私はその女を見た瞬間、懐かしさが込み上げてきた。
静かにその女に近づく。
部屋に私の靴音が響く。
女はその音に気付き、首をめぐらす。
「誰?どうやってこの部屋に来たの?」
私は女の声を聞いて身震いした。
この声を知っている。
私は自分の声が震えるのが分かった。
「目の前に、扉があった。
それを開けただけなのだ」
女も私の声を聞いて驚いたようだった。
私はそっと女の目隠しをはずした。
女の美しい瞳が私を見て、うるんだ。
「また、あなたに会えるなんて。信じられないわ」
「ああ、私もだ」
私は女の涙を優しく拭った。
私たちが出会ったのは、海辺だった。
日傘を飛ばされ、追いかけている彼女と出逢った。
私は一緒に日傘を探したが、日傘は遠くに飛ばされたのだろう。
見つからなかった。
「どうしよう。帰れないわ」
女は困っていた。
私は女を落ち着かせようと思い、家へ連れて来た。
「あの日傘がないと、私は天へ帰れない。
どうしよう。
黙って抜け出してしまったから、きっと誰も私がここにいることを知らないわ。
どうしたらいいの?」
泣き出す女を慰め、私は一つ提案をした。
「ここに住みながらあの日傘を探すのはどうだろう?」
私の提案に女は喜んで頷いた。
そうして私たちの生活が始まった。
女は毎日、日傘を探し続けた。
しかし、日傘は見つかることはなかった。
「このまま帰れなくても構わないわ。
ずっとここに、あなたと一緒に」
女は私に恋をした。
私も女に恋をした。
私たちはずっと一緒にいるつもりだった。
しかし、天からの使いがやって来て、女は連れて行かれた。
泣き叫び、離れることを嫌がった女を引き止めることも出来ず、ただ見ていた。
無力な自分。
それがとても悲しかった。
女が帰ったあと、私は地下倉庫へ向かった。
そこには女の日傘が隠してあった。
一緒に暮らして少し経った頃、私は日傘を見つけたのだった。
でもそれを教えてしまえば、女は帰ってしまう。
だから私は地下へ隠した。
二度と見つからないように。
「あなたと離れ離れになった私は、耐えることが出来ず、入口も出口もないこの部屋を作った。
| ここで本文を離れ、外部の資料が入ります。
//! Shutdown signals that end a run early.
//!
//! Both Ctrl-C and, on Unix, SIGTERM cancel the scenario so the environment
//! guard still tears the stack down.

use std::fmt;

/// Which signal stopped the run.
#[derive(Debug, Clone, Copy, PartialEq, Eq)]
pub enum Shutdown {
    Interrupt,
    Terminate,
}

impl Shutdown {
    /// Conventional exit status: 128 plus the signal number.
    pub fn exit_status(self) -> u8 {
        match self {
            Self::Interrupt => 130,
            Self::Terminate => 143,
        }
    }
}

impl fmt::Display for Shutdown {
    fn fmt(&self, f: &mut fmt::Formatter<'_>) -> fmt::Result {
        match self {
            Self::Interrupt => f.write_str("SIGINT"),
            Self::Terminate => f.write_str("SIGTERM"),
        }
    }
}

/// Listens for shutdown signals.
///
/// The SIGTERM handler is registered by [`ShutdownSignal::install`], so a
/// signal delivered before [`ShutdownSignal::recv`] is first polled is not
/// lost.
pub struct ShutdownSignal {
    #[cfg(unix)]
    terminate: Option<tokio::signal::unix::Signal>,
}

impl ShutdownSignal {
    /// Must be called from within a tokio runtime.
    pub fn install() -> Self {
        #[cfg(unix)]
        {
            use tokio::signal::unix::{SignalKind, signal};

            let terminate = match signal(SignalKind::terminate()) {
                Ok(stream) => Some(stream),
                Err(e) => {
                    tracing::warn!(error = %e, "cannot listen for SIGTERM");
                    None
                }
            };
            Self { terminate }
        }
        #[cfg(not(unix))]
        {
            Self {}
        }
    }

    /// Resolves with the first shutdown signal received.
    pub async fn recv(&mut self) -> Shutdown {
        #[cfg(unix)]
        {
            let terminate = async {
                if let Some(stream) = self.terminate.as_mut() {
                    if stream.recv().await.is_some() {
                        return;
                    }
                }
                std::future::pending::<()>().await
            };
            tokio::select! {
                () = ctrl_c() => Shutdown::Interrupt,
                () = terminate => Shutdown::Terminate,
            }
        }
        #[cfg(not(unix))]
        {
            ctrl_c().await;
            Shutdown::Interrupt
        }
    }
}

/// Resolves on Ctrl-C. Never resolves if the handler cannot be installed.
async fn ctrl_c() {
    if let Err(e) = tokio::signal::ctrl_c().await {
        tracing::warn!(error = %e, "cannot listen for Ctrl-C");
        std::future::pending::<()>().await;
    }
}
そうして何も見ないよう、感じないように目を隠し、手足を縛った。
まさか、あなたとこうしてまた会えるなんて」
私は女の手足を自由にし、抱き寄せた。
女の吐息を心音を、肌に感じた。
「すまない。
日傘を隠したのは私なのだ」
私は女の耳元に囁いた。
「…知っていたわ。
それでも私は傍にいたかったのよ」
その言葉に私は涙した。
もう、離れたくなかった。
私は女を強く抱きしめた。
「今度は一緒に生きましょう。
私は地上に生まれてくる。
そうして出逢って、また一緒に生活をして、一緒に死にましょう」
「ああ」
だんだんと女の姿がかすれてきた。
私は焦った。
また、離れてしまう。
「信じていて。
また出逢えると」
女は私に向かってそう言うと消えた。
部屋も、扉も、全て消えた。
そうして私も消えたのだった。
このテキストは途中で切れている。